It is stated by the land commissioners in their report to the Secretary of the Interior, that the above named 10,000,000 acres comprises the finest portion of the State. And they further state, that one claim alone. pending before the board for adjudication is estimated to be worth thirty-five millions of dollars.

The following language is used by them in speaking of the "character and extent of the claims" submitted to them for confirmation:

"They involve the title to an area of country larger than that contained within the judirisdictional limits of almost any one of the older States of the Union. The quantity covered by the 397 cases already adjudicated exceeds the entire area of any one (with a single exception) of the New England States. They embrace the choice portions of California, the delightful valleys which attracted the early settlers by their beauty and fertility, and which are, and will continue to be, the garden of our possessions on the Pacific coast. They cover the sites of the cities and villages of the State with their thousands and tens of thousands of inhabitants; the ancient missionary establishments, long the pride of the Spanish and Mexican nations, with their churches, their vineyards, and their cultivated fields; and they embrace the homesteads of the entire population of the country, who had their homes here under the dominion of another power. Lands which, when these grants were made, were to be had without price, now required for the thousand purposes of an American population, are estimated at high value. The uncertain boundaries of mountain-ranges, and swamps and hills, are giving place to the lines of the surveyor, carefully run by compass and chain, and the careless reckoning by square leagues of immense tracts for cattle ranches, with ill-defined boundaries and uncertain limits, is being superseded by accurate subdivisions, scrupulously measured into farms, reckoned by acres and roods, and city, town, and village lots designated by their number of square feet and inches." In calling the attention of the Secretary of the Interior to the complex questions submitted for their decision, they say:

"And the variety and difficulty of the questions presented in the investigations of these claims are commensurate with their importance to the claimants and the country. They had their origin among a people whose habits, pursuits in life, notions of property, and of the evidence by which it was sustained and perpetuated, were as wide apart from our own as these, her former American dependencies, are from Peninsular Spain. Every original grant, and every document pertaining to the title, the record of every official act, the history of every public transaction, the laws of the nation, and the pages of their political annals, all of which are involved in these invetigations, are found only in a language foreign to us.

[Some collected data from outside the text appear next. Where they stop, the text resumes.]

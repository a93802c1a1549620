//! Domain data model for the lending back office.
//!
//! Everything here is a plain serde-friendly value type. Mutation rules
//! (who may change what, and when) live in [`crate::lifecycle`] and
//! [`crate::registry`]; the store persists these types as-is.

use chrono::{DateTime, Utc};
use serde::{Deserialize, Serialize};
use uuid::Uuid;

/// Generates a fresh string id for any aggregate.
pub fn new_id() -> String {
    Uuid::new_v4().to_string()
}

/// Account roles known to the back office.
#[derive(Debug, Clone, Copy, PartialEq, Eq, Hash, Serialize, Deserialize)]
#[serde(rename_all = "lowercase")]
pub enum Role {
    Admin,
    Gestor,
    Analista,
    Tesoreria,
}

impl Role {
    pub fn as_str(&self) -> &'static str {
        match self {
            Role::Admin => "admin",
            Role::Gestor => "gestor",
            Role::Analista => "analista",
            Role::Tesoreria => "tesoreria",
        }
    }
}

impl std::fmt::Display for Role {
    fn fmt(&self, f: &mut std::fmt::Formatter<'_>) -> std::fmt::Result {
        write!(f, "{}", self.as_str())
    }
}

/// A back-office account as exposed by the identity provider.
#[derive(Debug, Clone, PartialEq, Serialize, Deserialize)]
pub struct Account {
    pub id: String,
    pub display_name: String,
    pub phone: String,
    pub email: String,
    pub role: Role,
    pub active: bool,
}

impl Account {
    /// Synthetic actor used by maintenance operations such as the
    /// auto-archive sweep.
    pub fn system() -> Self {
        Self {
            id: "system".to_string(),
            display_name: "Sistema".to_string(),
            phone: String::new(),
            email: String::new(),
            role: Role::Admin,
            active: true,
        }
    }
}

/// One configurable stage of the credit review workflow.
///
/// `order` defines the workflow sequence; the state with the lowest order is
/// the entry state for new credits. States flagged `is_final` close the
/// credit in normal flow.
#[derive(Debug, Clone, PartialEq, Serialize, Deserialize)]
pub struct CreditState {
    pub id: String,
    pub name: String,
    pub order: u32,
    pub color: String,
    pub responsible_role: Role,
    pub is_final: bool,
}

impl CreditState {
    pub fn new(name: &str, responsible_role: Role, order: u32) -> Self {
        Self {
            id: new_id(),
            name: name.to_string(),
            order,
            color: "#607d8b".to_string(),
            responsible_role,
            is_final: false,
        }
    }
}

/// What executing a quick action does beyond recording history.
#[derive(Debug, Clone, PartialEq, Serialize, Deserialize)]
#[serde(tag = "effect", rename_all = "snake_case")]
pub enum ActionEffect {
    None,
    ChangeStatus { target_state_id: String },
}

/// A per-state quick action reviewers can run without writing a comment.
#[derive(Debug, Clone, PartialEq, Serialize, Deserialize)]
pub struct StateAction {
    pub id: String,
    pub state_id: String,
    pub label: String,
    /// Empty means any role may run the action.
    pub allowed_roles: Vec<Role>,
    pub order_index: u32,
    pub effect: ActionEffect,
}

impl StateAction {
    pub fn allows(&self, role: Role) -> bool {
        self.allowed_roles.is_empty() || self.allowed_roles.contains(&role)
    }
}

/// The central aggregate: one loan application tracked through its lifecycle.
///
/// `status_id` always references a live [`CreditState`]. Credits are never
/// hard-deleted; final states represent logical closure. The status field is
/// only mutated through the state machine.
#[derive(Debug, Clone, PartialEq, Serialize, Deserialize)]
pub struct Credit {
    pub id: String,
    pub created_at: DateTime<Utc>,
    pub updated_at: DateTime<Utc>,
    pub gestor_id: String,
    pub analista_id: Option<String>,
    pub status_id: String,
    pub amount: f64,
    pub term_months: u32,
    pub rate: f64,
    pub disbursement_amount: Option<f64>,
    pub commission_pct: f64,
    pub commission_estimated: f64,
    pub commission_paid: bool,
    pub commission_paid_at: Option<DateTime<Utc>>,
    /// Free-form client-data bag (names, contact fields, lending entity...).
    pub client_data: serde_json::Value,
    /// Whether the client correction window is open. Reset on every status
    /// change.
    pub correction_enabled: bool,
}

impl Credit {
    /// Reads a string field from the client-data bag.
    pub fn client_field(&self, key: &str) -> Option<String> {
        self.client_data
            .get(key)
            .and_then(|v| v.as_str())
            .map(|s| s.to_string())
    }
}

/// Append-only audit record. Never updated or deleted; ascending timestamp
/// order replays the credit's life, descending order is for display.
#[derive(Debug, Clone, PartialEq, Serialize, Deserialize)]
pub struct CreditHistoryEntry {
    pub id: String,
    pub credit_id: String,
    pub actor_id: Option<String>,
    pub action: String,
    pub description: String,
    pub timestamp: DateTime<Utc>,
}

/// An entry in the credit's activity feed. `author_id` is `None` for
/// system-authored comments.
#[derive(Debug, Clone, PartialEq, Serialize, Deserialize)]
pub struct CreditComment {
    pub id: String,
    pub credit_id: String,
    pub author_id: Option<String>,
    pub body: String,
    pub created_at: DateTime<Utc>,
}

/// Severity of an outbox notification.
#[derive(Debug, Clone, Copy, PartialEq, Eq, Serialize, Deserialize)]
#[serde(rename_all = "lowercase")]
pub enum NotificationKind {
    Info,
    Warning,
}

impl NotificationKind {
    pub fn as_str(&self) -> &'static str {
        match self {
            NotificationKind::Info => "info",
            NotificationKind::Warning => "warning",
        }
    }
}

/// Abstract recipient tags an automation rule resolves at dispatch time.
///
/// The first three are payload-scoped (resolved from the event's embedded
/// snapshots); the last two broadcast to every active account in the role.
#[derive(Debug, Clone, Copy, PartialEq, Eq, Serialize, Deserialize)]
#[serde(rename_all = "snake_case")]
pub enum RoleTag {
    Gestor,
    Analista,
    Cliente,
    Admins,
    Tesoreria,
}

/// An admin-configured subscription forwarding lifecycle events to a webhook.
#[derive(Debug, Clone, PartialEq, Serialize, Deserialize)]
pub struct AutomationRule {
    pub id: String,
    pub name: String,
    pub webhook_url: String,
    pub active: bool,
    /// Event types this rule subscribes to. [`AutomationRule::WILDCARD`]
    /// matches everything, including event types never seen before.
    pub event_types: Vec<String>,
    /// Free-text terms matched loosely against the new-state name
    /// (OR semantics). Empty means no status filtering.
    pub status_filter: Vec<String>,
    pub recipient_roles: Vec<RoleTag>,
}

impl AutomationRule {
    pub const WILDCARD: &'static str = "all";

    /// An empty subscription list means subscribe-to-everything.
    pub fn normalize(mut self) -> Self {
        if self.event_types.is_empty() {
            self.event_types = vec![Self::WILDCARD.to_string()];
        }
        self
    }

    pub fn subscribes_to(&self, event_type: &str) -> bool {
        self.event_types.is_empty()
            || self
                .event_types
                .iter()
                .any(|t| t == Self::WILDCARD || t == event_type)
    }
}

/// Concrete contact attached to a dispatch payload. Ephemeral, never
/// persisted.
#[derive(Debug, Clone, PartialEq, Serialize, Deserialize)]
pub struct Recipient {
    pub name: String,
    pub phone: String,
    pub email: String,
    pub role: String,
}

impl Recipient {
    pub fn from_account(account: &Account) -> Self {
        Self {
            name: account.display_name.clone(),
            phone: account.phone.clone(),
            email: account.email.clone(),
            role: account.role.as_str().to_string(),
        }
    }
}

#[derive(Debug, Clone, Copy, PartialEq, Eq, Serialize, Deserialize)]
#[serde(rename_all = "SCREAMING_SNAKE_CASE")]
pub enum WithdrawalStatus {
    Pending,
    Processed,
    Rejected,
}

impl std::fmt::Display for WithdrawalStatus {
    fn fmt(&self, f: &mut std::fmt::Formatter<'_>) -> std::fmt::Result {
        let s = match self {
            WithdrawalStatus::Pending => "PENDING",
            WithdrawalStatus::Processed => "PROCESSED",
            WithdrawalStatus::Rejected => "REJECTED",
        };
        write!(f, "{s}")
    }
}

/// A request to pay out the commissions of a set of credits.
///
/// Processing to `PROCESSED` marks every referenced credit's commission as
/// paid exactly once; see [`crate::withdrawals`].
#[derive(Debug, Clone, PartialEq, Serialize, Deserialize)]
pub struct WithdrawalRequest {
    pub id: String,
    pub requester_id: String,
    pub status: WithdrawalStatus,
    pub total_amount: f64,
    pub credit_ids: Vec<String>,
    pub created_at: DateTime<Utc>,
    pub processed_at: Option<DateTime<Utc>>,
    pub processed_by: Option<String>,
    pub notes: Option<String>,
}

#[cfg(test)]
mod tests {
    use super::*;

    #[test]
    fn role_serializes_lowercase() {
        assert_eq!(serde_json::to_string(&Role::Analista).unwrap(), "\"analista\"");
        let parsed: Role = serde_json::from_str("\"gestor\"").unwrap();
        assert_eq!(parsed, Role::Gestor);
    }

    #[test]
    fn rule_normalize_defaults_to_wildcard() {
        let rule = AutomationRule {
            id: new_id(),
            name: "aviso".into(),
            webhook_url: "https://example.com/hook".into(),
            active: true,
            event_types: vec![],
            status_filter: vec![],
            recipient_roles: vec![],
        }
        .normalize();
        assert_eq!(rule.event_types, vec!["all".to_string()]);
        assert!(rule.subscribes_to("credit_status_change"));
        assert!(rule.subscribes_to("document_uploaded"));
    }

    #[test]
    fn rule_subscribes_to_listed_types_only() {
        let rule = AutomationRule {
            id: new_id(),
            name: "solo-cambios".into(),
            webhook_url: "https://example.com/hook".into(),
            active: true,
            event_types: vec!["credit_status_change".into()],
            status_filter: vec![],
            recipient_roles: vec![],
        };
        assert!(rule.subscribes_to("credit_status_change"));
        assert!(!rule.subscribes_to("credit_created"));
    }

    #[test]
    fn empty_allowed_roles_means_any() {
        let action = StateAction {
            id: new_id(),
            state_id: new_id(),
            label: "Aprobar".into(),
            allowed_roles: vec![],
            order_index: 1,
            effect: ActionEffect::None,
        };
        assert!(action.allows(Role::Gestor));
        assert!(action.allows(Role::Admin));

        let restricted = StateAction {
            allowed_roles: vec![Role::Analista],
            ..action
        };
        assert!(restricted.allows(Role::Analista));
        assert!(!restricted.allows(Role::Gestor));
    }

    #[test]
    fn credit_client_field_reads_bag() {
        let credit = sample_credit();
        assert_eq!(credit.client_field("nombre").as_deref(), Some("Maria Lopez"));
        assert_eq!(credit.client_field("telefono"), None);
    }

    #[test]
    fn credit_serialization_roundtrip() {
        let credit = sample_credit();
        let json = serde_json::to_string(&credit).unwrap();
        let parsed: Credit = serde_json::from_str(&json).unwrap();
        assert_eq!(parsed, credit);
    }

    #[test]
    fn withdrawal_status_wire_format() {
        assert_eq!(
            serde_json::to_string(&WithdrawalStatus::Processed).unwrap(),
            "\"PROCESSED\""
        );
        assert_eq!(WithdrawalStatus::Pending.to_string(), "PENDING");
    }

    fn sample_credit() -> Credit {
        let now = Utc::now();
        Credit {
            id: new_id(),
            created_at: now,
            updated_at: now,
            gestor_id: "g1".into(),
            analista_id: None,
            status_id: "s1".into(),
            amount: 12_000_000.0,
            term_months: 36,
            rate: 1.6,
            disbursement_amount: None,
            commission_pct: 2.0,
            commission_estimated: 240_000.0,
            commission_paid: false,
            commission_paid_at: None,
            client_data: serde_json::json!({"nombre": "Maria Lopez"}),
            correction_enabled: false,
        }
    }
}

"From almost every source knowledge is required for the proper understanding of these cases. In these investigations questions arise under the national and civil law, expressly made a guide by the act of 3d March, 1951, under the Spanish law, which adopts generally the

principles of the civil law, while it repudiates its authority; under the laws and decrees of independent Mexico, after the dominion of Old Spain was cast off; under the acts of the territorial and departmental authorities of California, sometimes the legitimate representatives of the Mexican government, and at others in a state of uneasy rebellion against them; under the military rule which succeeded the conquest in July, 1846; under the anomalous authority, half civil, half military, which succeeded the close of hostilities, and continued until the State organization of California; under the common law, after its adoption here in 1850; and under the statute laws of the State, which are applicable to all questions regarding the more recent conveyances of the premises claimed. A greater variety of subjects, or a wider field of investigation, was rarely, if ever, open to any tribunal, and the faith of the nation under the treaty of Guadalupe Hidalgo, justice to a conquered people, and a due regard to the provisions of the act of Congress organizing this commission, impose the duty of a careful investigation of the many questions presented in these cases. The difficulty of obtaining access to the highest sources of information bearing on these subjects, has occasioned much embarrassment to the commission."

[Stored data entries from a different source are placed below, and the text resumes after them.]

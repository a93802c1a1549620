//! In-memory implementations of the collaborator contracts.
//!
//! All state is held in `RwLock`-protected vectors and lost on drop. These
//! back the test suites and the demo binary; a production deployment plugs a
//! real store in behind the same traits.

use async_trait::async_trait;
use tokio::sync::RwLock;

use super::{AccountsDirectory, NotificationOutbox, Store};
use crate::error::Result;
use crate::model::{
    Account, AutomationRule, Credit, CreditComment, CreditHistoryEntry, CreditState,
    NotificationKind, Role, StateAction, WithdrawalRequest,
};

/// In-memory persistent store.
#[derive(Default)]
pub struct MemoryStore {
    states: RwLock<Vec<CreditState>>,
    actions: RwLock<Vec<StateAction>>,
    credits: RwLock<Vec<Credit>>,
    history: RwLock<Vec<CreditHistoryEntry>>,
    comments: RwLock<Vec<CreditComment>>,
    rules: RwLock<Vec<AutomationRule>>,
    withdrawals: RwLock<Vec<WithdrawalRequest>>,
}

impl MemoryStore {
    pub fn new() -> Self {
        Self::default()
    }
}

fn upsert_by_id<T, F>(items: &mut Vec<T>, item: T, same_id: F)
where
    F: Fn(&T) -> bool,
{
    match items.iter_mut().find(|existing| same_id(existing)) {
        Some(existing) => *existing = item,
        None => items.push(item),
    }
}

#[async_trait]
impl Store for MemoryStore {
    async fn list_states(&self) -> Result<Vec<CreditState>> {
        let mut states = self.states.read().await.clone();
        states.sort_by_key(|s| s.order);
        Ok(states)
    }

    async fn get_state(&self, id: &str) -> Result<Option<CreditState>> {
        let states = self.states.read().await;
        Ok(states.iter().find(|s| s.id == id).cloned())
    }

    async fn put_state(&self, state: CreditState) -> Result<()> {
        let mut states = self.states.write().await;
        let id = state.id.clone();
        upsert_by_id(&mut states, state, |s| s.id == id);
        Ok(())
    }

    async fn delete_state(&self, id: &str) -> Result<()> {
        let mut states = self.states.write().await;
        states.retain(|s| s.id != id);
        Ok(())
    }

    async fn list_actions(&self, state_id: &str) -> Result<Vec<StateAction>> {
        let actions = self.actions.read().await;
        let mut matching: Vec<StateAction> = actions
            .iter()
            .filter(|a| a.state_id == state_id)
            .cloned()
            .collect();
        matching.sort_by_key(|a| a.order_index);
        Ok(matching)
    }

    async fn get_action(&self, id: &str) -> Result<Option<StateAction>> {
        let actions = self.actions.read().await;
        Ok(actions.iter().find(|a| a.id == id).cloned())
    }

    async fn put_action(&self, action: StateAction) -> Result<()> {
        let mut actions = self.actions.write().await;
        let id = action.id.clone();
        upsert_by_id(&mut actions, action, |a| a.id == id);
        Ok(())
    }

    async fn delete_action(&self, id: &str) -> Result<()> {
        let mut actions = self.actions.write().await;
        actions.retain(|a| a.id != id);
        Ok(())
    }

    async fn get_credit(&self, id: &str) -> Result<Option<Credit>> {
        let credits = self.credits.read().await;
        Ok(credits.iter().find(|c| c.id == id).cloned())
    }

    async fn put_credit(&self, credit: Credit) -> Result<()> {
        let mut credits = self.credits.write().await;
        let id = credit.id.clone();
        upsert_by_id(&mut credits, credit, |c| c.id == id);
        Ok(())
    }

    async fn list_credits(&self) -> Result<Vec<Credit>> {
        Ok(self.credits.read().await.clone())
    }

    async fn append_history(&self, entry: CreditHistoryEntry) -> Result<()> {
        self.history.write().await.push(entry);
        Ok(())
    }

    async fn list_history(&self, credit_id: &str) -> Result<Vec<CreditHistoryEntry>> {
        let history = self.history.read().await;
        let mut matching: Vec<CreditHistoryEntry> = history
            .iter()
            .filter(|e| e.credit_id == credit_id)
            .cloned()
            .collect();
        matching.sort_by_key(|e| e.timestamp);
        Ok(matching)
    }

    async fn add_comment(&self, comment: CreditComment) -> Result<()> {
        self.comments.write().await.push(comment);
        Ok(())
    }

    async fn list_comments(&self, credit_id: &str) -> Result<Vec<CreditComment>> {
        let comments = self.comments.read().await;
        Ok(comments
            .iter()
            .filter(|c| c.credit_id == credit_id)
            .cloned()
            .collect())
    }

    async fn list_rules(&self) -> Result<Vec<AutomationRule>> {
        Ok(self.rules.read().await.clone())
    }

    async fn put_rule(&self, rule: AutomationRule) -> Result<()> {
        let mut rules = self.rules.write().await;
        let rule = rule.normalize();
        let id = rule.id.clone();
        upsert_by_id(&mut rules, rule, |r| r.id == id);
        Ok(())
    }

    async fn get_withdrawal(&self, id: &str) -> Result<Option<WithdrawalRequest>> {
        let withdrawals = self.withdrawals.read().await;
        Ok(withdrawals.iter().find(|w| w.id == id).cloned())
    }

    async fn put_withdrawal(&self, request: WithdrawalRequest) -> Result<()> {
        let mut withdrawals = self.withdrawals.write().await;
        let id = request.id.clone();
        upsert_by_id(&mut withdrawals, request, |w| w.id == id);
        Ok(())
    }
}

/// In-memory identity provider. Accounts keep insertion order.
#[derive(Default)]
pub struct MemoryDirectory {
    accounts: RwLock<Vec<Account>>,
}

impl MemoryDirectory {
    pub fn new() -> Self {
        Self::default()
    }

    pub async fn insert(&self, account: Account) {
        let mut accounts = self.accounts.write().await;
        let id = account.id.clone();
        upsert_by_id(&mut accounts, account, |a| a.id == id);
    }
}

#[async_trait]
impl AccountsDirectory for MemoryDirectory {
    async fn get(&self, id: &str) -> Result<Option<Account>> {
        let accounts = self.accounts.read().await;
        Ok(accounts.iter().find(|a| a.id == id).cloned())
    }

    async fn list_active(&self, role: Role) -> Result<Vec<Account>> {
        let accounts = self.accounts.read().await;
        Ok(accounts
            .iter()
            .filter(|a| a.role == role && a.active)
            .cloned()
            .collect())
    }
}

/// A notification captured by [`MemoryOutbox`].
#[derive(Debug, Clone, PartialEq)]
pub struct QueuedNotification {
    pub user_id: String,
    pub title: String,
    pub message: String,
    pub kind: NotificationKind,
    pub related_credit_id: Option<String>,
}

/// In-memory outbox that records every enqueued notification.
#[derive(Default)]
pub struct MemoryOutbox {
    queued: RwLock<Vec<QueuedNotification>>,
}

impl MemoryOutbox {
    pub fn new() -> Self {
        Self::default()
    }

    pub async fn queued(&self) -> Vec<QueuedNotification> {
        self.queued.read().await.clone()
    }
}

#[async_trait]
impl NotificationOutbox for MemoryOutbox {
    async fn enqueue(
        &self,
        user_id: &str,
        title: &str,
        message: &str,
        kind: NotificationKind,
        related_credit_id: Option<&str>,
    ) -> Result<()> {
        self.queued.write().await.push(QueuedNotification {
            user_id: user_id.to_string(),
            title: title.to_string(),
            message: message.to_string(),
            kind,
            related_credit_id: related_credit_id.map(|s| s.to_string()),
        });
        Ok(())
    }
}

The foregoing presents, in as brief a manner as possible, the history, progress, and condition of the Board of Land Commissioners of the State of California. The policy and reasons for continuing the board one year longer are at once manifest. If it is not done, the commission expires on the fourth of March, 1855, by the limitation of the present law; and the 416 cases yet to be adjudicated fail from a delinquency of neither the claimants nor commissioners, but from the general government's failing to give sufficient time and opportunity for their consideration. The loss which will ensue to the claimants and to the government, and the severe shock to the permanent prosperity of the State, cannot be estimated by dollars and cents. The result would be confusion worse confounded" to the entire land policy of California, by a failure to give the commission another year in which to complete their labors.

By virtue of a clause in the law of the United States regulating the appeal of these land cases to the United States district court, they are all tried de novo by that tribunal. New testimony is taken, and the same work is to be gone over, in order to thoroughly sift the claims and leave no ground for complaint on the part of claimants, or the settlers whose interests are identified with the government.

When these causes get to the United States district court, the United States district attorney is compelled to represent the government in resisting the confirmation of the claims filed. This imposes other duties than ordinarily fail within the line of his duty as a district attorney. The legitimate business before the United States district court, in which the district attorney is engaged, keeps him constantly employed during the year, and the United States district court for the northern district of California is in session during the entire year. The second section of the bill reported by your committee provides for an assistant counsel and clerical aid. Without it, the government's interests cannot be properly protected.

Upon this point we deem it proper to lay before your body the annexed letter of the present United States district attorney, addressed to one of the Committee on Public Lands, which fully presents the whole

case:

UNITED STATES ATTORNEY'S OFFICE,

San Francisco, October 16, 1854.

SIR: I beg leave to submit to you the enclosed report of George Fisher, esq., secretary of the Board of the United States Land Commissioners, in reference to the situation of the public business therein referred to, that you may predicate thereupon an application to Congress for such legislation as may be deemed necessary.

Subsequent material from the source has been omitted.